İpek Baycan Magriso: Pandemi koşullarının yeni normalimizi oluşturduğu ve bu koşullara bir yandan alışırken bir yandan da adapte olma becerileri geliştirdiğimiz bir yılı aşkın süreyi geride bıraktık. Tam da bu deneyimleri bir yandan yaşayıp bir yandan analiz ederken; Nippon Paint bu değişimlerin mimarlıktaki yansımaları üzerine dönemin önde gelen mimarlarının katılımı ile gerçekleşecek üçlü bir panel serisine moderatörlük etmemi istedi.
Bu proje kapsamında katılımcı mimari grupların uzmanlık alanlarını gözeterek panele davetler gerçekleştirildi ve bana panellerin moderasyonu için ulaşıldı.
Konunun güncelliğinin yanı sıra meslektaşlarımın deneyimlerini merak etmemin ve birlikte gelişecek beyin fırtınasının potansiyelini öngörerek panelin moderasyonu için gelen teklifi kabul ettim.

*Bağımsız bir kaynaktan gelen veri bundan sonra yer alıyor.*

//! Outbox delivery integration tests.
//!
//! Mutations queue their audit record and lifecycle event in the same store
//! write, and the relay delivers them in the background after being woken.

use std::sync::Arc;
use std::time::Duration;

use async_trait::async_trait;
use cloudkeep::{
    config::OutboxConfig,
    domain::{ActorId, UpdateCredentialRequest, WorkspaceId},
    events::{
        AuditRecord, AuditRecorder, BroadcastEventPublisher, OutboxPayload, OutboxRelay,
        OutboxStatus,
    },
    storage::InMemoryStore,
    CredentialEncryptor, CredentialService, Result,
};
use serde_json::json;
use tokio::sync::{oneshot, Mutex};

#[path = "common/mod.rs"]
mod common;
use common::aws_request;

#[derive(Default)]
struct CollectingAuditRecorder {
    actions: Mutex<Vec<(String, String)>>,
}

#[async_trait]
impl AuditRecorder for CollectingAuditRecorder {
    async fn record(&self, record: &AuditRecord) -> Result<()> {
        self.actions.lock().await.push((record.action.clone(), record.resource.clone()));
        Ok(())
    }
}

fn fast_config() -> OutboxConfig {
    OutboxConfig { poll_interval_ms: 50, batch_size: 10, max_attempts: 3, retry_backoff_ms: 10 }
}

#[tokio::test]
async fn mutations_queue_audit_and_event_without_secrets() {
    let store = Arc::new(InMemoryStore::new());
    let service = CredentialService::builder(store.clone(), CredentialEncryptor::for_testing()).build();
    let ws = WorkspaceId::new();

    let created = service.create_credential(&ws, &ActorId::new(), aws_request("prod")).await.unwrap();

    let entries = store.outbox_entries().await;
    assert_eq!(entries.len(), 2);
    assert!(entries.iter().all(|e| e.status == OutboxStatus::Pending));

    match (&entries[0].payload, &entries[1].payload) {
        (OutboxPayload::Audit(record), OutboxPayload::Event(event)) => {
            assert_eq!(record.action, "credential.create");
            assert_eq!(record.resource, format!("credentials/{}", created.id));
            assert_eq!(event.topic, "credential.created");
            assert_eq!(event.payload["credential_id"], json!(created.id.to_string()));
        }
        other => panic!("unexpected outbox order: {:?}", other),
    }

    for entry in &entries {
        let serialized = serde_json::to_string(&entry.payload).unwrap();
        assert!(!serialized.contains("wJalrXUtnFEMI"));
    }
}

#[tokio::test]
async fn relay_delivers_lifecycle_in_order() {
    let store = Arc::new(InMemoryStore::new());
    let audit = Arc::new(CollectingAuditRecorder::default());
    let (events, mut rx) = BroadcastEventPublisher::new(16);

    let relay = OutboxRelay::new(store.clone(), audit.clone(), Arc::new(events), fast_config());
    let service = CredentialService::builder(store.clone(), CredentialEncryptor::for_testing())
        .outbox_notifier(relay.notifier())
        .build();

    let (stop_tx, stop_rx) = oneshot::channel::<()>();
    let worker = tokio::spawn(relay.run(async move {
        let _ = stop_rx.await;
    }));

    let ws = WorkspaceId::new();
    let created = service.create_credential(&ws, &ActorId::new(), aws_request("prod")).await.unwrap();
    service
        .update_credential(
            &ws,
            &created.id,
            UpdateCredentialRequest { name: Some("renamed".to_string()), data: None },
        )
        .await
        .unwrap();
    service.delete_credential(&ws, &created.id).await.unwrap();

    let mut topics = Vec::new();
    for _ in 0..3 {
        let event = tokio::time::timeout(Duration::from_secs(2), rx.recv())
            .await
            .expect("event delivered in time")
            .unwrap();
        assert_eq!(event.payload["credential_id"], json!(created.id.to_string()));
        topics.push(event.topic);
    }
    assert_eq!(topics, vec!["credential.created", "credential.updated", "credential.deleted"]);

    stop_tx.send(()).unwrap();
    tokio::time::timeout(Duration::from_secs(2), worker).await.unwrap().unwrap();

    let actions: Vec<String> = audit.actions.lock().await.iter().map(|(a, _)| a.clone()).collect();
    assert_eq!(actions, vec!["credential.create", "credential.update", "credential.delete"]);

    assert!(store.outbox_entries().await.is_empty());
}

#[tokio::test]
async fn sink_failure_never_reaches_the_caller() {
    let store = Arc::new(InMemoryStore::new());
    // No subscribers: every event delivery fails
    let (events, rx) = BroadcastEventPublisher::new(4);
    drop(rx);

    let relay = OutboxRelay::new(
        store.clone(),
        Arc::new(CollectingAuditRecorder::default()),
        Arc::new(events),
        OutboxConfig { max_attempts: 1, ..fast_config() },
    );
    let service = CredentialService::builder(store.clone(), CredentialEncryptor::for_testing())
        .outbox_notifier(relay.notifier())
        .build();

    let ws = WorkspaceId::new();
    let created = service.create_credential(&ws, &ActorId::new(), aws_request("prod")).await;
    assert!(created.is_ok());

    let stats = relay.run_once().await.unwrap();
    assert_eq!(stats.delivered, 1);
    assert_eq!(stats.failed, 1);

    let statuses: Vec<OutboxStatus> = store.outbox_entries().await.iter().map(|e| e.status).collect();
    assert_eq!(statuses, vec![OutboxStatus::Failed]);
}
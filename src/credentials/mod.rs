//! # Credential Lifecycle
//!
//! Validation, live verification, encryption, masking and workspace access
//! control, orchestrated by [`CredentialService`].

pub mod access;
pub mod encryption;
pub mod internal;
pub mod masking;
pub mod service;
pub mod validation;
pub mod verification;

pub use encryption::CredentialEncryptor;
pub use internal::{InternalCredentialResolver, ResolvedCredential};
pub use service::{CredentialService, CredentialServiceBuilder};
#[cfg(feature = "gcp")]
pub use verification::ServiceAccountTokenSource;
pub use verification::{
    AccessTokenSource, GcpAccessVerifier, LiveAccessVerifier, StaticTokenSource, VerificationError,
};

Seçkin mimar 3 ana tema altında toplanmıştı ve panelin omurgası 3 farklı sektörden ana çerçeveyi çizecek panelistlerin sunumları ile şekillendi.
Pandeminin insan psikolojisine etkisi üzerine olan panelde daha bireysel deneyimlerden söz ederken; kent üzerine etkilerinden bahsedilen panelde global sosyo-kültürel ve ekonomik durumlara değinildi. Üçlü sac ayağının son bölümünde iş hayatı üzerine yapılan çıkarımlarda ise hem dönüşen ofis mekanını değerlendirmeler yapıldı ve iş yapma biçimlerinin değişimine dair öngörülerde de bulunuldu.
Kitabı okurken göreceksiniz; yaratıcı beyinlerin bir araya gelmesi ile zengin bir içerik oluştu. Bu kurgu yeni normali algılamaya, sorgulamaya ve gündelik yaşantımızı dönüştürürken farkındalıklarımızı arttırmaya yardımcı olacak bir derleme, anı anlatan bir belgeleme niteliğinde oldu.
Sürece katkıda bulunmaktan ve panellerin bir parçası olmaktan memnunum.
Değişimin izini süren bu çalışmanın bir parçası olmak ve bir bütün olarak bu söyleşiler size neler öğretti?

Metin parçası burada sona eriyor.